Sottosviluppo e sfruttamento dell’uranio

Che cosa abbia fatto di male la Francia da quelle parti lo ha dettagliato bene ieri Gian Micalessin sul Giornale. Il peccato originale risale al 2013, dieci anni fa, quando François Hollande decise che toccava a Parigi «sottrarre il Sahel al controllo jihadista e stabilizzarlo». Peccato che il presidente socialista – ed è uno dei motivi per cui è caduto in disgrazia seppellendo con sé il suo partito – si sia dimenticato di accompagnare le operazioni militari con «azioni politiche e diplomatiche capaci di conquistare cuore e mente degli abitanti cancellando la memoria del passato coloniale».

È proprio questo l’approccio che il governo italiano intende ribaltare con il Piano Mattei. Mentre anche a causa della superficialità francese e occidentale il «Niger è rimasto uno dei dieci paesi più poveri del mondo nonostante lo sfruttamento degli ingenti giacimenti di uranio». Uranio che in gran parte è infatti destinato ad alimentare le centrali nucleari francesi. Ma non è finita:

«Su Parigi pesa anche l’accusa di aver chiuso gli occhi sulla corruzione e sull’inadeguatezza di leader come Mohamed Bazoum, l’ex presidente del Niger colpevole – secondo i militari responsabili della sua deposizione – di anteporre gli interessi dell’ex potenza coloniale che l’ha portato al potere a quelli del proprio paese».

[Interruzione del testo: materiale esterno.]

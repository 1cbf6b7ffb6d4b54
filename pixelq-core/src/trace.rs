//! Episode traces and their conversion into replay memory.
//!
//! A trace records one episode as raw RGB observations plus the actions
//! and rewards taken, without any preprocessing applied. Traces are the
//! portable interchange format for demonstrations: they can be dumped
//! during play and later replayed through a [`FramePreprocessor`] to
//! build an expert [`ReplayMemory`] with the exact same frame pipeline
//! as live training.
use crate::{
    preprocess::FramePreprocessor,
    replay::{ReplayMemory, ReplayMemoryConfig},
    PixelqError, RgbFrame,
};
use anyhow::Result;
use serde::{Deserialize, Serialize};
use std::{
    fs::File,
    io::{BufReader, BufWriter},
    path::Path,
};

/// One recorded episode of raw observations, actions and rewards.
///
/// `states` holds one more entry than `actions`/`rewards`/`dones` when
/// the trailing observation of the episode was captured; the conversion
/// splices it into memory the same way the live loop does.
#[derive(Debug, Default, Deserialize, Serialize, Clone)]
pub struct EpisodeTrace {
    /// Raw RGB observations.
    pub states: Vec<RgbFrame>,

    /// Actions taken at each observation.
    pub actions: Vec<u32>,

    /// Raw rewards received after each action.
    pub rewards: Vec<f32>,

    /// Episode-termination flags.
    pub dones: Vec<bool>,
}

impl EpisodeTrace {
    /// Creates an empty trace.
    pub fn new() -> Self {
        Self::default()
    }

    /// Appends one step to the trace.
    pub fn push(&mut self, state: RgbFrame, action: u32, reward: f32, done: bool) {
        self.states.push(state);
        self.actions.push(action);
        self.rewards.push(reward);
        self.dones.push(done);
    }

    /// Appends the trailing observation of a finished episode.
    pub fn push_final_state(&mut self, state: RgbFrame) {
        self.states.push(state);
    }

    /// Number of recorded steps.
    pub fn len(&self) -> usize {
        self.actions.len()
    }

    /// Whether the trace holds no steps.
    pub fn is_empty(&self) -> bool {
        self.actions.is_empty()
    }

    /// Saves the trace with bincode.
    pub fn save(&self, path: impl AsRef<Path>) -> Result<()> {
        let file = BufWriter::new(File::create(path)?);
        bincode::serialize_into(file, self)?;
        Ok(())
    }

    /// Loads a trace dumped with [`EpisodeTrace::save`].
    pub fn load(path: impl AsRef<Path>) -> Result<Self> {
        let file = BufReader::new(File::open(path)?);
        Ok(bincode::deserialize_from(file)?)
    }
}

/// Replays traces through the frame pipeline into a fresh memory.
///
/// Each step is preprocessed and appended exactly as the live training
/// loop would; a trailing observation beyond the last step is spliced in
/// with the last action, zero reward and the last done flag so that the
/// final transition of the episode has its successor frame available.
pub fn traces_to_memory(
    traces: &[EpisodeTrace],
    preprocessor: &FramePreprocessor,
    config: &ReplayMemoryConfig,
) -> Result<ReplayMemory> {
    let mut memory = ReplayMemory::build(config)?;
    for trace in traces {
        let n = trace.len();
        if trace.rewards.len() != n || trace.dones.len() != n {
            return Err(PixelqError::InvalidArgument(
                "trace actions, rewards and dones must have equal length".into(),
            )
            .into());
        }
        if trace.states.len() != n && trace.states.len() != n + 1 {
            return Err(PixelqError::InvalidArgument(format!(
                "trace with {} steps must hold {} or {} states, got {}",
                n,
                n,
                n + 1,
                trace.states.len()
            ))
            .into());
        }
        for t in 0..n {
            let frame = preprocessor.process_state_for_memory(&trace.states[t])?;
            let reward = preprocessor.process_reward(trace.rewards[t]);
            memory.append(frame, trace.actions[t] as usize, reward, trace.dones[t]);
        }
        if trace.states.len() == n + 1 && n > 0 {
            let frame = preprocessor.process_state_for_memory(&trace.states[n])?;
            memory.append(frame, trace.actions[n - 1] as usize, 0.0, trace.dones[n - 1]);
        }
    }
    Ok(memory)
}

#[cfg(test)]
mod tests {
    use super::*;
    use crate::preprocess::FramePreprocessorConfig;
    use ndarray::Array3;
    use tempdir::TempDir;

    fn obs(v: u8) -> RgbFrame {
        Array3::from_elem((4, 4, 3), v)
    }

    fn trace_with_final_state() -> EpisodeTrace {
        let mut trace = EpisodeTrace::new();
        for t in 0..5u8 {
            trace.push(obs(t * 10), t as u32 % 3, t as f32, t == 4);
        }
        trace.push_final_state(obs(50));
        trace
    }

    #[test]
    fn test_matches_live_appends() {
        let preproc_config = FramePreprocessorConfig::default().frame_size(4, 4);
        let preprocessor = FramePreprocessor::build(&preproc_config);
        let memory_config = ReplayMemoryConfig::default()
            .capacity(32)
            .history_length(2)
            .frame_size(4, 4);
        let trace = trace_with_final_state();

        let converted =
            traces_to_memory(&[trace.clone()], &preprocessor, &memory_config).unwrap();

        let mut live = ReplayMemory::build(&memory_config).unwrap();
        for t in 0..5usize {
            let frame = preprocessor
                .process_state_for_memory(&trace.states[t])
                .unwrap();
            live.append(frame, trace.actions[t] as usize, trace.rewards[t], trace.dones[t]);
        }
        let last = preprocessor
            .process_state_for_memory(&trace.states[5])
            .unwrap();
        live.append(last, trace.actions[4] as usize, 0.0, trace.dones[4]);

        assert_eq!(converted.len(), live.len());
        for logical in 0..live.len() {
            let a = converted.transition_at(logical).unwrap();
            let b = live.transition_at(logical).unwrap();
            assert_eq!(a.0, b.0);
            assert_eq!(a.1, b.1);
            assert_eq!(a.2, b.2);
            assert_eq!(a.3, b.3);
        }
        // The spliced trailing row carries the last action, zero reward
        // and the terminal flag.
        let tail = converted.transition_at(5).unwrap();
        assert_eq!(tail.1, 1);
        assert_eq!(tail.2, 0.0);
        assert!(tail.3);
    }

    #[test]
    fn test_rejects_mismatched_lengths() {
        let preprocessor = FramePreprocessor::build(&FramePreprocessorConfig::default());
        let config = ReplayMemoryConfig::default().capacity(8).history_length(2);
        let mut trace = EpisodeTrace::new();
        trace.push(obs(0), 0, 0.0, false);
        trace.states.push(obs(1));
        trace.states.push(obs(2));
        assert!(traces_to_memory(&[trace], &preprocessor, &config).is_err());
    }

    #[test]
    fn test_bincode_roundtrip() {
        let dir = TempDir::new("trace").unwrap();
        let path = dir.path().join("episode.trace");
        let trace = trace_with_final_state();
        trace.save(&path).unwrap();
        let loaded = EpisodeTrace::load(&path).unwrap();
        assert_eq!(loaded.len(), trace.len());
        assert_eq!(loaded.states.len(), trace.states.len());
        assert_eq!(loaded.actions, trace.actions);
        assert_eq!(loaded.rewards, trace.rewards);
        assert_eq!(loaded.dones, trace.dones);
        assert_eq!(loaded.states[3], trace.states[3]);
    }
}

Il fallimento della lotta al terrorismo

E non ha certo contribuito a creare un clima di fiducia la scelta francese, nel 2022, di spostare il contingente dal Mali al Niger «senza consultare Niamey», così «amplificano l’impressione di una Francia incurante della sovranità delle nazioni del Sahel», continua l’inviato di guerra del Giornale. Per di più, nemmeno dal punto di vista strettamente militare l’interventismo francese è servito a granché. Anzi. L’opinione pubblica della regione «considera il caos della Libia la conseguenza dell’intervento francese». E le violenze e i soprusi da parte dei gruppi islamisti non sono affatto finiti in Niger. Ancora Micalessin:

«In questo clima ha trovato facile spazio la narrazione, sicuramente infondata, ma politicamente efficace, di una Francia impegnata a favorire la crescita dei movimenti islamisti per giustificare la presenza militare. […] Come se non bastasse l’avanzata “qaedista” – accompagnata dall’arretramento delle forze governative e da spietati raid contro i centri abitati – alimenta il risentimento nei confronti di un’ex potenza coloniale colpevole di tradire la promessa di difendere gli abitanti della regione».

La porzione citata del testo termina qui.